In general, in the lending process and when you try, as a municipality or a public entity, to take out a loan or do a bond issue, you have to be very careful. Because obviously, in this borrowing process, there are two camps. On the one hand, the borrower, i.e. the municipality, which aims to obtain the lowest possible interest rate in order to save money and to manage public money well. On the other hand, the bank or, in the case of bond issues, the investors, who have an interest? It is in their interest to place their money at an interest rate as favorable as possible to them, at a higher interest rate. Obviously, we have a conflict of interest here, a conflict of interest that can be successfully mediated so as to strike a balance between the high interest that the investors want and the low interest that the City wants.
But you need to be very careful, because in general all the services related to taking out a loan or taking out a bond issue are quite difficult to define by the city hall’s own staff. Then there are all sorts of tender documents and all sorts of tender documents for either the purchase of banking services or the purchase of intermediation and bond issuance services, where this potential conflict is not taken into account, so that the bank or the intermediary (broker), in the case of a bond issue, is basically invited to build the loan structure to meet the needs of the local authority. The bank or the broker cannot be advisors for the municipality because they will represent the interests of the investors, they will want to get the highest interest rate and they will make you, as the municipality, the specifications in such a way that you will pay a higher interest rate than you should in reality.

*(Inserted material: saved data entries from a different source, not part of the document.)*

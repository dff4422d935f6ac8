use super::load::{placeholder_names, tag_names, ApiDocument};
use super::types::{ChannelMeta, ParameterMeta};
use crate::error::PublishError;
use serde_json::{json, Map, Value};
use std::fmt;
use tracing::{error, info, warn};

/// Severity of a problem found while extracting channels.
#[derive(Debug, Clone, Copy, PartialEq, Eq)]
pub enum IssueSeverity {
    /// Load continues; the channel may never validate successfully
    Warning,
    /// Load is aborted
    Error,
}

/// A problem found in the document while building channel metadata.
#[derive(Debug, Clone, PartialEq, Eq)]
pub struct SpecIssue {
    pub location: String,
    pub kind: String,
    pub message: String,
    pub severity: IssueSeverity,
}

impl SpecIssue {
    pub fn new(
        location: impl Into<String>,
        kind: impl Into<String>,
        message: impl Into<String>,
        severity: IssueSeverity,
    ) -> Self {
        SpecIssue {
            location: location.into(),
            kind: kind.into(),
            message: message.into(),
            severity,
        }
    }
}

impl fmt::Display for SpecIssue {
    fn fmt(&self, f: &mut fmt::Formatter<'_>) -> fmt::Result {
        write!(f, "[{}] {}: {}", self.kind, self.location, self.message)
    }
}

/// Log every issue and turn the errors, if any, into one configuration error
pub fn fail_if_issues(issues: &[SpecIssue]) -> Result<(), PublishError> {
    for issue in issues {
        match issue.severity {
            IssueSeverity::Warning => warn!(
                location = %issue.location,
                kind = %issue.kind,
                "{}", issue.message
            ),
            IssueSeverity::Error => error!(
                location = %issue.location,
                kind = %issue.kind,
                "{}", issue.message
            ),
        }
    }

    let errors: Vec<String> = issues
        .iter()
        .filter(|i| i.severity == IssueSeverity::Error)
        .map(ToString::to_string)
        .collect();
    if errors.is_empty() {
        Ok(())
    } else {
        Err(PublishError::InvalidDocument(format!(
            "{} issue(s) found: {}",
            errors.len(),
            errors.join("; ")
        )))
    }
}

/// Extract every channel with outbound semantics (a `subscribe` operation).
///
/// When `tag` is set, only channels whose operation carries that tag are kept.
/// Channels are returned in declaration order. A channel that names an
/// undeclared server fails the whole build.
pub fn build_channels(
    doc: &ApiDocument,
    tag: Option<&str>,
) -> Result<(Vec<ChannelMeta>, Vec<SpecIssue>), PublishError> {
    let mut channels = Vec::new();
    let mut issues = Vec::new();
    let all_servers: Vec<String> = doc.servers.iter().map(|s| s.name.clone()).collect();

    for (name, item) in doc.channels() {
        let Some(operation) = item.get("subscribe").filter(|op| op.is_object()) else {
            continue;
        };

        let tags = tag_names(operation);
        if let Some(tag) = tag {
            if !tags.iter().any(|t| t == tag) {
                continue;
            }
        }

        let servers = match item.get("servers").and_then(Value::as_array) {
            Some(list) if !list.is_empty() => {
                let mut names = Vec::with_capacity(list.len());
                for entry in list {
                    let Some(server) = entry.as_str() else {
                        issues.push(SpecIssue::new(
                            name.as_str(),
                            "InvalidServerReference",
                            "channel servers must be server names",
                            IssueSeverity::Error,
                        ));
                        continue;
                    };
                    if doc.server(server).is_none() {
                        return Err(PublishError::UnknownServer {
                            channel: name.clone(),
                            server: server.to_string(),
                        });
                    }
                    names.push(server.to_string());
                }
                names
            }
            _ => all_servers.clone(),
        };

        let parameters = extract_parameters(name, item, &mut issues);
        let (headers_schema, payload_schema, message_bindings) =
            extract_message(name, operation, &mut issues);

        channels.push(ChannelMeta {
            name: name.clone(),
            description: item
                .get("description")
                .and_then(Value::as_str)
                .map(str::to_string),
            operation_id: operation
                .get("operationId")
                .and_then(Value::as_str)
                .map(str::to_string),
            tags,
            parameters,
            servers,
            headers_schema,
            payload_schema,
            channel_bindings: object_or_empty(item.get("bindings")),
            operation_bindings: object_or_empty(operation.get("bindings")),
            message_bindings,
        });
    }

    info!(
        channels = channels.len(),
        tag = ?tag,
        issues = issues.len(),
        "Outbound channels extracted"
    );

    Ok((channels, issues))
}

fn object_or_empty(value: Option<&Value>) -> Map<String, Value> {
    value
        .and_then(Value::as_object)
        .cloned()
        .unwrap_or_default()
}

fn extract_parameters(
    channel: &str,
    item: &Value,
    issues: &mut Vec<SpecIssue>,
) -> Vec<ParameterMeta> {
    let declared = item.get("parameters").and_then(Value::as_object);
    let placeholders = placeholder_names(channel);

    let mut parameters = Vec::new();
    if let Some(declared) = declared {
        for (pname, param) in declared {
            let schema = param.get("schema").cloned();
            match &schema {
                None => issues.push(SpecIssue::new(
                    format!("{channel} → {pname}"),
                    "MissingParameterSchema",
                    "parameter has no schema; any value is accepted",
                    IssueSeverity::Warning,
                )),
                Some(s) if !s.is_object() => issues.push(SpecIssue::new(
                    format!("{channel} → {pname}"),
                    "InvalidParameterSchema",
                    "parameter schema must be an object",
                    IssueSeverity::Error,
                )),
                Some(_) => {}
            }
            if !placeholders.contains(pname) {
                issues.push(SpecIssue::new(
                    format!("{channel} → {pname}"),
                    "UnusedParameter",
                    "declared parameter does not appear in the channel name; publishes will fail validation",
                    IssueSeverity::Warning,
                ));
            }
            parameters.push(ParameterMeta {
                name: pname.clone(),
                description: param
                    .get("description")
                    .and_then(Value::as_str)
                    .map(str::to_string),
                schema,
                location: param
                    .get("location")
                    .and_then(Value::as_str)
                    .map(str::to_string),
            });
        }
    }

    let mut undeclared: Vec<&String> = placeholders
        .iter()
        .filter(|p| !parameters.iter().any(|d| &d.name == *p))
        .collect();
    undeclared.sort();
    for p in undeclared {
        issues.push(SpecIssue::new(
            channel,
            "UndeclaredParameter",
            format!("parameter '{p}' is used in the channel name but not declared"),
            IssueSeverity::Error,
        ));
    }

    parameters
}

/// Returns (headers schema, payload schema, message bindings)
fn extract_message(
    channel: &str,
    operation: &Value,
    issues: &mut Vec<SpecIssue>,
) -> (Option<Value>, Option<Value>, Map<String, Value>) {
    let Some(message) = operation.get("message") else {
        return (None, None, Map::new());
    };

    if let Some(members) = message.get("oneOf").and_then(Value::as_array) {
        if members.is_empty() {
            issues.push(SpecIssue::new(
                channel,
                "EmptyOneOf",
                "message oneOf has no members",
                IssueSeverity::Error,
            ));
            return (None, None, Map::new());
        }

        let payloads: Option<Vec<Value>> = members.iter().map(|m| m.get("payload").cloned()).collect();
        let headers: Option<Vec<Value>> = members.iter().map(|m| m.get("headers").cloned()).collect();
        if headers.is_none() && members.iter().any(|m| m.get("headers").is_some()) {
            issues.push(SpecIssue::new(
                channel,
                "PartialHeaders",
                "only some oneOf messages declare headers; headers are not validated",
                IssueSeverity::Warning,
            ));
        }

        return (
            headers.map(|h| json!({ "anyOf": h })),
            payloads.map(|p| json!({ "anyOf": p })),
            object_or_empty(members.first().and_then(|m| m.get("bindings"))),
        );
    }

    if !message.is_object() {
        issues.push(SpecIssue::new(
            channel,
            "InvalidMessage",
            "subscribe message must be an object",
            IssueSeverity::Error,
        ));
        return (None, None, Map::new());
    }

    (
        message.get("headers").cloned(),
        message.get("payload").cloned(),
        object_or_empty(message.get("bindings")),
    )
}

#[cfg(test)]
mod tests {
    use super::*;
    use crate::spec::parse_document;

    const DOC: &str = r#"
asyncapi: 2.6.0
info: { title: Jobs, version: "1.0.0" }
servers:
  broker: { url: "amqp://localhost:5672", protocol: amqp, protocolVersion: 0.9.1 }
  stream: { url: "localhost:9092", protocol: kafka }
channels:
  events/{id}:
    parameters:
      id: { schema: { type: string } }
    subscribe:
      tags: [{ name: jobs }]
      message:
        payload: { type: object }
  inbound:
    publish:
      message: { payload: { type: string } }
  audit:
    servers: [stream]
    subscribe:
      message:
        oneOf:
          - { payload: { type: string }, bindings: { kafka: { key: { type: string } } } }
          - { payload: { type: integer } }
"#;

    #[test]
    fn test_only_subscribe_channels_in_order() {
        let doc = parse_document(DOC).unwrap();
        let (channels, issues) = build_channels(&doc, None).unwrap();
        assert!(issues.is_empty());
        let names: Vec<_> = channels.iter().map(|c| c.name.as_str()).collect();
        assert_eq!(names, vec!["events/{id}", "audit"]);
        assert_eq!(channels[0].servers, vec!["broker", "stream"]);
        assert_eq!(channels[1].servers, vec!["stream"]);
    }

    #[test]
    fn test_tag_filter() {
        let doc = parse_document(DOC).unwrap();
        let (channels, _) = build_channels(&doc, Some("jobs")).unwrap();
        assert_eq!(channels.len(), 1);
        assert_eq!(channels[0].name, "events/{id}");
    }

    #[test]
    fn test_one_of_messages_are_combined() {
        let doc = parse_document(DOC).unwrap();
        let (channels, _) = build_channels(&doc, None).unwrap();
        let audit = &channels[1];
        assert_eq!(
            audit.payload_schema,
            Some(json!({"anyOf": [{"type": "string"}, {"type": "integer"}]}))
        );
        assert!(audit.headers_schema.is_none());
        assert!(audit.message_bindings.contains_key("kafka"));
    }

    #[test]
    fn test_unknown_server_is_fatal() {
        let doc = parse_document(
            r#"
asyncapi: 2.6.0
info: { title: X, version: "1" }
servers:
  broker: { url: "amqp://localhost", protocol: amqp }
channels:
  a:
    servers: [nowhere]
    subscribe: { message: { payload: { type: string } } }
"#,
        )
        .unwrap();
        let err = build_channels(&doc, None).unwrap_err();
        assert!(matches!(err, PublishError::UnknownServer { ref server, .. } if server == "nowhere"));
    }

    #[test]
    fn test_undeclared_placeholder_is_an_error_issue() {
        let doc = parse_document(
            r#"
asyncapi: 2.6.0
info: { title: X, version: "1" }
channels:
  users/{userId}/signedup:
    subscribe: { message: { payload: { type: object } } }
"#,
        )
        .unwrap();
        let (_, issues) = build_channels(&doc, None).unwrap();
        assert_eq!(issues.len(), 1);
        assert_eq!(issues[0].kind, "UndeclaredParameter");
        assert!(fail_if_issues(&issues).is_err());
    }
}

In the United States, this phenomenon is very well regulated, it is written in black and white in the regulations of the Security Exchange Commission (a kind of Financial Supervisory Authority in our country, ASF), it is very clearly written that the consultant hired by a city council must represent the interests of the city council exclusively and cannot subsequently switch to the other side, to the investors. In other words, it cannot buy financial instruments issued by the municipality in its own name or through proxies. Moreover, there are famous cases tried in court, that they didn’t come to this conclusion ad hoc either, but after having had several trials, in which brokers who advised the issuer ended up in jail because, on the other hand, they tried to obtain undue advantage, in Romanian parlance, actually higher interest rates for investors. So in Romania, even now, we find issuers turning to brokers and banking institutions to protect their interests. Get advice from these banking or brokerage institutions.
Unfortunately, they’re putting the fox in the henhouse and this is happening at the taxpayer’s expense.